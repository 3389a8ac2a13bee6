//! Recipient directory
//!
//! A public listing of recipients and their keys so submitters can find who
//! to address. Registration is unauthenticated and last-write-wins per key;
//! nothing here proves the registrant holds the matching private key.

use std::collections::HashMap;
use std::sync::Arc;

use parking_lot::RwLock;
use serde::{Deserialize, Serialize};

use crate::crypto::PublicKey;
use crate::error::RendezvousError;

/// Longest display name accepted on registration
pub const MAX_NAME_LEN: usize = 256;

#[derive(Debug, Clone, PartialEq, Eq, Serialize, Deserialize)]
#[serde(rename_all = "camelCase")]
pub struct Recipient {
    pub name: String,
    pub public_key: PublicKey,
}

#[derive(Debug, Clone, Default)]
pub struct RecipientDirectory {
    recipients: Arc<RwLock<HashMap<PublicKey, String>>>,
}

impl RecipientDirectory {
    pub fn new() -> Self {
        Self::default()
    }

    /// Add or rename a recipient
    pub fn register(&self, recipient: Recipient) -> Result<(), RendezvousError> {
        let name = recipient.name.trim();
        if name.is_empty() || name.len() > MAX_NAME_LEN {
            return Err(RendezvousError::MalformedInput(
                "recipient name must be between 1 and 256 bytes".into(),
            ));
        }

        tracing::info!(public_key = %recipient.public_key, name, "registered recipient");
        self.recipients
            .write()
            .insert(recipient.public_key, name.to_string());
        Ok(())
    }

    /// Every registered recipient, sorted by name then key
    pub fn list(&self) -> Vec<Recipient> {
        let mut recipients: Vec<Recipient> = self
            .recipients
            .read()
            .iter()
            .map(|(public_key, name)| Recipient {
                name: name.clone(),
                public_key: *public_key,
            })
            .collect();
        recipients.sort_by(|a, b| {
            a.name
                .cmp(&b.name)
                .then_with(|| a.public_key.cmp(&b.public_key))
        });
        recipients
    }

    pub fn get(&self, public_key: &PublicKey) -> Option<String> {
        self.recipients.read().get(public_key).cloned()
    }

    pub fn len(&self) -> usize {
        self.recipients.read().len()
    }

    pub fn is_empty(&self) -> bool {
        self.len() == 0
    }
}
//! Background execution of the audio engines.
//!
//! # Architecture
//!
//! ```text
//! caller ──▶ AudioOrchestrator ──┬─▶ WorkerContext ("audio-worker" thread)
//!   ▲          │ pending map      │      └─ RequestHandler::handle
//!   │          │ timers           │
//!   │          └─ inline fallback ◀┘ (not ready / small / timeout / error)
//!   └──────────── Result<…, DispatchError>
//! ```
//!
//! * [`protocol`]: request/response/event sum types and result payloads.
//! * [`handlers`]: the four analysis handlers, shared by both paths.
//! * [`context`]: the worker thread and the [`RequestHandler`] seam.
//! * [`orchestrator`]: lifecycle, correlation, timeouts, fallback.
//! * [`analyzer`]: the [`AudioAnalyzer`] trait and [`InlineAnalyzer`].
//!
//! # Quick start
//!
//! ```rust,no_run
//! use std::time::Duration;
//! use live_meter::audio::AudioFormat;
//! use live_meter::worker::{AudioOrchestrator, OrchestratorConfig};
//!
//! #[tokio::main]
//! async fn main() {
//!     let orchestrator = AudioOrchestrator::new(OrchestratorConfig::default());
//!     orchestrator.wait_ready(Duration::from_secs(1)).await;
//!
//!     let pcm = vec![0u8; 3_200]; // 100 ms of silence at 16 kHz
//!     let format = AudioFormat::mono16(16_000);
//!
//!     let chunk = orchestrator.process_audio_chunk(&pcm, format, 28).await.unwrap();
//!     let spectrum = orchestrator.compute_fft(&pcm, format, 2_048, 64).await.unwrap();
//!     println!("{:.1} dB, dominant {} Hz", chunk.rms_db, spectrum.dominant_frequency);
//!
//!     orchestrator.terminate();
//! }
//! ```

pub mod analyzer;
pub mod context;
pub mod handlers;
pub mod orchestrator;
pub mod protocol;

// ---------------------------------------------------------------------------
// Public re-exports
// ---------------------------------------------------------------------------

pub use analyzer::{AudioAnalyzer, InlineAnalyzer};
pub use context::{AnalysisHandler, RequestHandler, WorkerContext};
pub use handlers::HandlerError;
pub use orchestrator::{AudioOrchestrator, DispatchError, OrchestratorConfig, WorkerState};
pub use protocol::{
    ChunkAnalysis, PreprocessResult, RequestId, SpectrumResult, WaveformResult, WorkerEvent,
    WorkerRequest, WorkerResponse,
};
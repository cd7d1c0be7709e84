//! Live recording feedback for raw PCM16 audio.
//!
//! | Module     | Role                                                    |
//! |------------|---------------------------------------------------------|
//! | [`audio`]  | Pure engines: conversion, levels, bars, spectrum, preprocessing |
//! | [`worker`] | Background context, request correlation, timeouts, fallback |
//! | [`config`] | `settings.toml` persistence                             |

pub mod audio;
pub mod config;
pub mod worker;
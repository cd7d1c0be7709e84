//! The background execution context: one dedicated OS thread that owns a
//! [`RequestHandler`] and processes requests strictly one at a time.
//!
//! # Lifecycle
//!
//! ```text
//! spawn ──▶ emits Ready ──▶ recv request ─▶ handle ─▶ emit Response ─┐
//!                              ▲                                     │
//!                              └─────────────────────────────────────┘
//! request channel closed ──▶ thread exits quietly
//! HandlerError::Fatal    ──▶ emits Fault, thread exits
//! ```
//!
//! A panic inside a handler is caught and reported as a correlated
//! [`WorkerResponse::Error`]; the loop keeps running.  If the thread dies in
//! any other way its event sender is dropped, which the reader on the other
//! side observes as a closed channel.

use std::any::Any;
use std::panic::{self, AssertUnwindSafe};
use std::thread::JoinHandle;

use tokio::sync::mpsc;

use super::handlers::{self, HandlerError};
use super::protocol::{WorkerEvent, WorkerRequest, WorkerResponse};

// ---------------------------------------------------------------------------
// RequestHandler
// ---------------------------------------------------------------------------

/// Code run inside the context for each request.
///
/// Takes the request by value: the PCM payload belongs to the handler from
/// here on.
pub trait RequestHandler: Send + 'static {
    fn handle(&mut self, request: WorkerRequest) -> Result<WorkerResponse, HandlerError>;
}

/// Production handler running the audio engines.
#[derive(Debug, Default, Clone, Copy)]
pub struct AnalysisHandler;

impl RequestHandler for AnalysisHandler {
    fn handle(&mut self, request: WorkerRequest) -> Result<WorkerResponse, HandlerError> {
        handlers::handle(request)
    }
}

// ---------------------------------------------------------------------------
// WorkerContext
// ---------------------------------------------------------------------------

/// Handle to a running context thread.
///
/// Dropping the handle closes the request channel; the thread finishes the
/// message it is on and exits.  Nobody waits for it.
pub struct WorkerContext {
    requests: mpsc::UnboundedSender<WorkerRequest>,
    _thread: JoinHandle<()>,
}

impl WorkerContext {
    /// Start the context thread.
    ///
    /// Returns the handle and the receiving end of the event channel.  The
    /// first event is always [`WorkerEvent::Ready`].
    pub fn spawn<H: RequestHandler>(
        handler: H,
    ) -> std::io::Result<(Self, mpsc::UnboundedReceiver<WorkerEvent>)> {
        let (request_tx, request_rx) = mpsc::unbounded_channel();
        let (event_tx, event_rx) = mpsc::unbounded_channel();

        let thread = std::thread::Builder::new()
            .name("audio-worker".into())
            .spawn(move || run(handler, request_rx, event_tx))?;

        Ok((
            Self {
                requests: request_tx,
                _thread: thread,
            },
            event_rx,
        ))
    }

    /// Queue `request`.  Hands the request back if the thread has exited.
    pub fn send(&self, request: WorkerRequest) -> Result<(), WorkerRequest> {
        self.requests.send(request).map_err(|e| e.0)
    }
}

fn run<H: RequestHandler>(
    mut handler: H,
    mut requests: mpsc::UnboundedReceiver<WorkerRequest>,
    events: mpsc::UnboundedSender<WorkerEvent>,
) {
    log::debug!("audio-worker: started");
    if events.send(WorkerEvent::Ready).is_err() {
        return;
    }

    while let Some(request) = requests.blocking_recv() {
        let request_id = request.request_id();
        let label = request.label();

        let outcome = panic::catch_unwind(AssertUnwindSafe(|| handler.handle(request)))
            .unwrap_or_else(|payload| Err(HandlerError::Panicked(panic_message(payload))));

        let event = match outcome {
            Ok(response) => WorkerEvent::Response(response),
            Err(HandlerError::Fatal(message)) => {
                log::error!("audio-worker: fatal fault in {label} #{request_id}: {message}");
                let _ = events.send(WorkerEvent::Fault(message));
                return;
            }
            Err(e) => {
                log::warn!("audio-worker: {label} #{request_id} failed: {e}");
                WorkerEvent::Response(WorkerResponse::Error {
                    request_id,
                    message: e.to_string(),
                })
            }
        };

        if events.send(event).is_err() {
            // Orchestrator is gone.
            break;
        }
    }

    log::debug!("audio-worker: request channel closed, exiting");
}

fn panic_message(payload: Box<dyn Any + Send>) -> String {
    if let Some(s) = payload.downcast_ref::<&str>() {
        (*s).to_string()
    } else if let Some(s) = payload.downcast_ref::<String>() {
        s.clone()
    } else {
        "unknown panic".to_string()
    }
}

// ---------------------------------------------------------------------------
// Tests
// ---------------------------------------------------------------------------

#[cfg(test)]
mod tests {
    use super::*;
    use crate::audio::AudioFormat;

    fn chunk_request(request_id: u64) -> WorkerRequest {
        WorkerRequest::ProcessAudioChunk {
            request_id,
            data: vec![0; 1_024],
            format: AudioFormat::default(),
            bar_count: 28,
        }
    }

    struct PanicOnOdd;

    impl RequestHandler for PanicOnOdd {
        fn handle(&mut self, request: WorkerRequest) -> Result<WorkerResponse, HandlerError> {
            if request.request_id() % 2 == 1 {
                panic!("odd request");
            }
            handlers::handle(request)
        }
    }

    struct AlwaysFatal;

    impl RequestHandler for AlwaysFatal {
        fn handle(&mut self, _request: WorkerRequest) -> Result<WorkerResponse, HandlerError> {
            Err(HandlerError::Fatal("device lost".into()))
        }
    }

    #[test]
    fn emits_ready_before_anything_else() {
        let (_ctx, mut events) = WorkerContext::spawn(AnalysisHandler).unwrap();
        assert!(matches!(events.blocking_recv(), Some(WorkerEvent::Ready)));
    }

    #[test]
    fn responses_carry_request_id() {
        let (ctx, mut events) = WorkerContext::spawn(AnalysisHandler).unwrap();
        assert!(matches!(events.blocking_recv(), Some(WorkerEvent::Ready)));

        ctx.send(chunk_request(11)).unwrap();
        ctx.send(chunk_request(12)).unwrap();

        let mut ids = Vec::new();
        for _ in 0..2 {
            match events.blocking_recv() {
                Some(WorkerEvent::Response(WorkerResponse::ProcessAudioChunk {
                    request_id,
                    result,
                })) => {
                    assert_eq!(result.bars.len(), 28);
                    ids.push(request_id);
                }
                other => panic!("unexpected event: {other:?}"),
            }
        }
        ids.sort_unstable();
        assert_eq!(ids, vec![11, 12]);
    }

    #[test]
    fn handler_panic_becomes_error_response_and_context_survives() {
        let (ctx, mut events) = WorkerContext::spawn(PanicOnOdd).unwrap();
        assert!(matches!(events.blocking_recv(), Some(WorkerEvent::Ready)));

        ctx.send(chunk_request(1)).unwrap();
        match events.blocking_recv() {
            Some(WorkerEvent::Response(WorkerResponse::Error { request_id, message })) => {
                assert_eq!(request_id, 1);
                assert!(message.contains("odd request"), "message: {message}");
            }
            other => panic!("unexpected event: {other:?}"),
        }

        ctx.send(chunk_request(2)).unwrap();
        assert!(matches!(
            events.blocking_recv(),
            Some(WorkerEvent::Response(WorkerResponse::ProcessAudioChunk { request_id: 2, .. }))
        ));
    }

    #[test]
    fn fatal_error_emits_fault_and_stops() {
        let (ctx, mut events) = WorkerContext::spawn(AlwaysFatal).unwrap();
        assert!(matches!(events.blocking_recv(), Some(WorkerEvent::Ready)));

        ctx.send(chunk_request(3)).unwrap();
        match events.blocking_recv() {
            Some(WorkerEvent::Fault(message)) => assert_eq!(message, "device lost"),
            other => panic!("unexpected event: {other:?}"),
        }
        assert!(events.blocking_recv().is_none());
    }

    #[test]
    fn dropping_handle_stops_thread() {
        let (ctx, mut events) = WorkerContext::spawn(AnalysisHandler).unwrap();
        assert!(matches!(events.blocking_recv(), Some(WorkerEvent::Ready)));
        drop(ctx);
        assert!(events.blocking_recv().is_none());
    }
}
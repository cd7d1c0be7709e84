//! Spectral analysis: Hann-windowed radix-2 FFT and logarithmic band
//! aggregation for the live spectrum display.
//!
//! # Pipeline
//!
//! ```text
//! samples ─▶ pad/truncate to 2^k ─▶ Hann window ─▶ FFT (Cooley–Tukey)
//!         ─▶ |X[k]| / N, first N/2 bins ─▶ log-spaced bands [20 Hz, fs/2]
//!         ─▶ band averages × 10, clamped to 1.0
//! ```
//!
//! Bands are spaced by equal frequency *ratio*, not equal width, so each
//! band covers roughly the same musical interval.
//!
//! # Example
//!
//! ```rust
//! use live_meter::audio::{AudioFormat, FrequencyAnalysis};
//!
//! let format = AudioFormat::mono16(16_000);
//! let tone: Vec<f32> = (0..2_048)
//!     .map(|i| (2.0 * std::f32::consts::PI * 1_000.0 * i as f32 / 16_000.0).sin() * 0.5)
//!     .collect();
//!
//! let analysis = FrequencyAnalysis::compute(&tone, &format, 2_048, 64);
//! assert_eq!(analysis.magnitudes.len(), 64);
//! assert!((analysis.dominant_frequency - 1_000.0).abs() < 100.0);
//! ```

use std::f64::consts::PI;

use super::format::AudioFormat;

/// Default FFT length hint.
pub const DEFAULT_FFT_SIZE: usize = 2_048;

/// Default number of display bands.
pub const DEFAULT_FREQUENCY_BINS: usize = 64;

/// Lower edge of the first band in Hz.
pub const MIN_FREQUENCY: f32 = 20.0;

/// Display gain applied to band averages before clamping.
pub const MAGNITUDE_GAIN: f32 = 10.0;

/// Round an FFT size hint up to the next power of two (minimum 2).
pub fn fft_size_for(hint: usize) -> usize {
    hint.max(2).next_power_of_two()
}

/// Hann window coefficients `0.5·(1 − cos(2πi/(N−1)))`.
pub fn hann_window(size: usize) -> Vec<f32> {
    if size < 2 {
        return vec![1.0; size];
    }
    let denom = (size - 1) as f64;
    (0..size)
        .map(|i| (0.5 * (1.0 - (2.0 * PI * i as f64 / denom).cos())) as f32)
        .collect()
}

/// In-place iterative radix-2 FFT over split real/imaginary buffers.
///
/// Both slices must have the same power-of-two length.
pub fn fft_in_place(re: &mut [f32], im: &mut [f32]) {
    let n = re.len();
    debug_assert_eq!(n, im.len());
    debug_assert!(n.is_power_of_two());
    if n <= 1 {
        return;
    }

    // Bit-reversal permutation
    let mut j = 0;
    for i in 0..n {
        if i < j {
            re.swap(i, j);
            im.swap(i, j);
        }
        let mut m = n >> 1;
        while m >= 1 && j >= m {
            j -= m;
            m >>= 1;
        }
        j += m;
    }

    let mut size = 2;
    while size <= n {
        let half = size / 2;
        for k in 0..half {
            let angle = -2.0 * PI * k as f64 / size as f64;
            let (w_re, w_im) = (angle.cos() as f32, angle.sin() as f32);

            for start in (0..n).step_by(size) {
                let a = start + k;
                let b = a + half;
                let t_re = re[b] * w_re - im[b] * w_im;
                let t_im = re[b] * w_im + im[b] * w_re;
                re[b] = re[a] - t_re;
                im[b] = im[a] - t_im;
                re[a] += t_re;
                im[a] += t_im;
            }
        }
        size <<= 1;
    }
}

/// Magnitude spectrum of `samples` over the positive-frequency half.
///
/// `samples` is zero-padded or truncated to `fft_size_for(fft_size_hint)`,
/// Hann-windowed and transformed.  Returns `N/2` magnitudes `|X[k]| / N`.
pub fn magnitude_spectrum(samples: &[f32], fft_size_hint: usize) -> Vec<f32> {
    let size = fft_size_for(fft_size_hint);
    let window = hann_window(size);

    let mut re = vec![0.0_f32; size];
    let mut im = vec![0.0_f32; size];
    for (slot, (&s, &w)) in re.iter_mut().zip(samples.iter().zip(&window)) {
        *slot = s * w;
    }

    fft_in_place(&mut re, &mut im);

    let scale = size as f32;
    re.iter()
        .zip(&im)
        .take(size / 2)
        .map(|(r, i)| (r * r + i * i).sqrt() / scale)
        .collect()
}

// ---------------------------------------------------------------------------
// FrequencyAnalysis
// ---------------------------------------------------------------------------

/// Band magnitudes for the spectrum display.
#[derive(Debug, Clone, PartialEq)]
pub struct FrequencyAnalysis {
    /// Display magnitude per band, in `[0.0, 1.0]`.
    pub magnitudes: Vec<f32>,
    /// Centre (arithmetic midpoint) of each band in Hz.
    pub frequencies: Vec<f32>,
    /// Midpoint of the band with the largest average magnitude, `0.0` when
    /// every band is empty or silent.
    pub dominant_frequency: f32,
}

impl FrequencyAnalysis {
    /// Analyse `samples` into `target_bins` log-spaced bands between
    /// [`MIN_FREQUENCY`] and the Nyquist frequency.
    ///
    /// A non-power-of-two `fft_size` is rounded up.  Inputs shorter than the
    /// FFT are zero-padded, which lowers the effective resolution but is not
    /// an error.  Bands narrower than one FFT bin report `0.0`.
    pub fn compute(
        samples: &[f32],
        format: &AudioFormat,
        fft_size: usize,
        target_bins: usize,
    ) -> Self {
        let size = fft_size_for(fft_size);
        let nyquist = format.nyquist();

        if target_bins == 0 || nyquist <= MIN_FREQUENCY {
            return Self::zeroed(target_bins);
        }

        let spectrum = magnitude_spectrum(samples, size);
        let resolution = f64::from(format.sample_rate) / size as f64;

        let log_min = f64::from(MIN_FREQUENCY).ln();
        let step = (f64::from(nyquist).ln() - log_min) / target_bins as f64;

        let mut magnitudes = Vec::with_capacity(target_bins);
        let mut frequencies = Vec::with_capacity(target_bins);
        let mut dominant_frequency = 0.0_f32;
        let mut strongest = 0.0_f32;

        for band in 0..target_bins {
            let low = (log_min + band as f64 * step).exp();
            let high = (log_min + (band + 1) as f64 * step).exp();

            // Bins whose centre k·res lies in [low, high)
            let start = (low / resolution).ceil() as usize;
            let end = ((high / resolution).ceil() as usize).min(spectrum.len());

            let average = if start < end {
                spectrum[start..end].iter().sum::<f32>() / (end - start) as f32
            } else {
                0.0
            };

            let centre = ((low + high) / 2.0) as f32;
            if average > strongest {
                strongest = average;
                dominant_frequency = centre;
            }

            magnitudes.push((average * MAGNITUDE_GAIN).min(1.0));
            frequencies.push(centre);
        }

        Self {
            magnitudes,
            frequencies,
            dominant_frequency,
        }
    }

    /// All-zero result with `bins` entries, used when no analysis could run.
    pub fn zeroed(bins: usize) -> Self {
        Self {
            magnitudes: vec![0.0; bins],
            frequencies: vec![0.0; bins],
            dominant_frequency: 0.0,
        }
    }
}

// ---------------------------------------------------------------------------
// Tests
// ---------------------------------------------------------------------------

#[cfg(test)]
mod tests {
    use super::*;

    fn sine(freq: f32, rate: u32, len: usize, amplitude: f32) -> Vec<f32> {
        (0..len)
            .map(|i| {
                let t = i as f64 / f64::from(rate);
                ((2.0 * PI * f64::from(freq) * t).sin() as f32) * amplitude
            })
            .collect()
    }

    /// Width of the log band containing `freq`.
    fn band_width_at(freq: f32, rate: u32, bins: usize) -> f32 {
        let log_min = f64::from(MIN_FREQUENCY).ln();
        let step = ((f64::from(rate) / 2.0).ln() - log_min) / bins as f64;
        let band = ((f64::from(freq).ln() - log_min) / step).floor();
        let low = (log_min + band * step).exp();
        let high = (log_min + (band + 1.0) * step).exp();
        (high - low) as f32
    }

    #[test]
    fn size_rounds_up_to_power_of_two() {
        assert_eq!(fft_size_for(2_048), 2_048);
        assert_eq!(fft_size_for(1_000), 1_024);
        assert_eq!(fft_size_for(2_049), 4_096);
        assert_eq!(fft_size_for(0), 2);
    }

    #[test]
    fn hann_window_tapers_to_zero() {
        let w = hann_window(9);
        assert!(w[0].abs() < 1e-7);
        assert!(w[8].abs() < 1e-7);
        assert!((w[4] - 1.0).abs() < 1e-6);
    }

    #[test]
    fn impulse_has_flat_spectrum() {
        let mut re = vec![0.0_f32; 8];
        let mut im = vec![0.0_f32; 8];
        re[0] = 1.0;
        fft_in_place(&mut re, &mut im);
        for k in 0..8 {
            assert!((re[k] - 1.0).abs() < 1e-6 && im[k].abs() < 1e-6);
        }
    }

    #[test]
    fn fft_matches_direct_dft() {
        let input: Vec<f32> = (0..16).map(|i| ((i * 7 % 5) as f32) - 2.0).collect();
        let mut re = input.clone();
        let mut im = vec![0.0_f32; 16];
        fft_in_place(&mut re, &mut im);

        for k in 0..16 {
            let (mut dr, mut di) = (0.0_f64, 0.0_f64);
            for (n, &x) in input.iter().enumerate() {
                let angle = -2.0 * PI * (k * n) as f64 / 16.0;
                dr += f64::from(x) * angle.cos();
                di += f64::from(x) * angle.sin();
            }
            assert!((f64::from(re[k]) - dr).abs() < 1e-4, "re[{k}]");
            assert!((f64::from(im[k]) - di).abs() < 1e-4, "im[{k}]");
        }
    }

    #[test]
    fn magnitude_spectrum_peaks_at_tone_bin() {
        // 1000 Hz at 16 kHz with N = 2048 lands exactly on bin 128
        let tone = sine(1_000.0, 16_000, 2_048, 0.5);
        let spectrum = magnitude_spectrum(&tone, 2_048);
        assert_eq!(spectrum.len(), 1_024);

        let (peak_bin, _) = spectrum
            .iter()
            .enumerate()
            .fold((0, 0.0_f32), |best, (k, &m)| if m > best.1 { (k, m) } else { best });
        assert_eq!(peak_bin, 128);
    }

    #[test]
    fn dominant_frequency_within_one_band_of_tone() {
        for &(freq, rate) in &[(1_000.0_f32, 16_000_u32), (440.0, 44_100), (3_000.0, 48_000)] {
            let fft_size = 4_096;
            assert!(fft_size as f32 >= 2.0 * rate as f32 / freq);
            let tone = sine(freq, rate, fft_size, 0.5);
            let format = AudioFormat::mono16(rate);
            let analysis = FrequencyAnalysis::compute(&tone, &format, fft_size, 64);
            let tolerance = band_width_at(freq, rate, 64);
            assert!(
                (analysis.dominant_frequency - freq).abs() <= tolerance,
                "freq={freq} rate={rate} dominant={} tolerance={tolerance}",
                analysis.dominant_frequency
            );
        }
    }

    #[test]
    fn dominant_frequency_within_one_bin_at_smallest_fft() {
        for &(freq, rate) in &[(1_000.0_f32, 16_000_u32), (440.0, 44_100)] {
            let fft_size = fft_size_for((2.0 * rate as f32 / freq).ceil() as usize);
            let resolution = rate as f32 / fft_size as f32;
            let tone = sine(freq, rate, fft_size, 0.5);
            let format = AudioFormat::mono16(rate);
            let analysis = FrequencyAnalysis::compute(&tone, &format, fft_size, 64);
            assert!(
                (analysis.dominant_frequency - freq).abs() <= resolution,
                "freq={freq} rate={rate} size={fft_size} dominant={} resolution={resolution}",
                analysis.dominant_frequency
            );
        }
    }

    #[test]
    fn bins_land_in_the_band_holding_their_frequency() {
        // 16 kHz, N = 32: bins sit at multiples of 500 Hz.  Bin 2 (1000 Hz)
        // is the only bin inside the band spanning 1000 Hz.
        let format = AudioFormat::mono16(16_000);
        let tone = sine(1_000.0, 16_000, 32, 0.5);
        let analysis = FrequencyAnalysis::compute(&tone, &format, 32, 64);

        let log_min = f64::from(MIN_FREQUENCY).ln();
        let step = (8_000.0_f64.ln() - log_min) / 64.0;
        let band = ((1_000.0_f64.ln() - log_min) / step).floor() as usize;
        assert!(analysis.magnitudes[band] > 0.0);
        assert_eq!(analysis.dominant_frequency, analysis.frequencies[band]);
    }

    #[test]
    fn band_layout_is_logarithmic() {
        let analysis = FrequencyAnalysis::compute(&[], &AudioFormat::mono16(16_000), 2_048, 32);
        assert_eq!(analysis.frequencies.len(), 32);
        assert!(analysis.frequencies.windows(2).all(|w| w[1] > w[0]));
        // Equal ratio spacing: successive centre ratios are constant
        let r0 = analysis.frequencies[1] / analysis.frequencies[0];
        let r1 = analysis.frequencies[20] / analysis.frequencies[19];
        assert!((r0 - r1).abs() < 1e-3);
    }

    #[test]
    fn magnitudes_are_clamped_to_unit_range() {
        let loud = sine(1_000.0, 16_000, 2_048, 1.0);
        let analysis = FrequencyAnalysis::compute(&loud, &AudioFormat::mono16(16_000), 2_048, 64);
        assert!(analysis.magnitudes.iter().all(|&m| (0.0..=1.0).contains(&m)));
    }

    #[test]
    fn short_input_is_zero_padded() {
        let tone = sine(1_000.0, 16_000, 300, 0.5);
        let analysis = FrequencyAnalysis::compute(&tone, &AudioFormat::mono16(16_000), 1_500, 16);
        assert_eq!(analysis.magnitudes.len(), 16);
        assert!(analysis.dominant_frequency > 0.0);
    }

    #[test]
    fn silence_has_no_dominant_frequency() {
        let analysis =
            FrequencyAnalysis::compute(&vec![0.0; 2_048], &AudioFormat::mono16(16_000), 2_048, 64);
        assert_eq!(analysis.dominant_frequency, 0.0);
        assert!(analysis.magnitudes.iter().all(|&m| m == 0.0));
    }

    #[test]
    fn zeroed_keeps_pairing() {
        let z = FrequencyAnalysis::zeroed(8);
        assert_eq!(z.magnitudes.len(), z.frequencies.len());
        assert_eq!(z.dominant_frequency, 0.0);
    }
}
++++++
**BRIEF:**
Each line of the entries above that contains "AssertUnwindSafe" is to be copied.

**RESPONSE AREA:**
use std::panic::{self, AssertUnwindSafe};
        let outcome = panic::catch_unwind(AssertUnwindSafe(|| handler.handle(request)))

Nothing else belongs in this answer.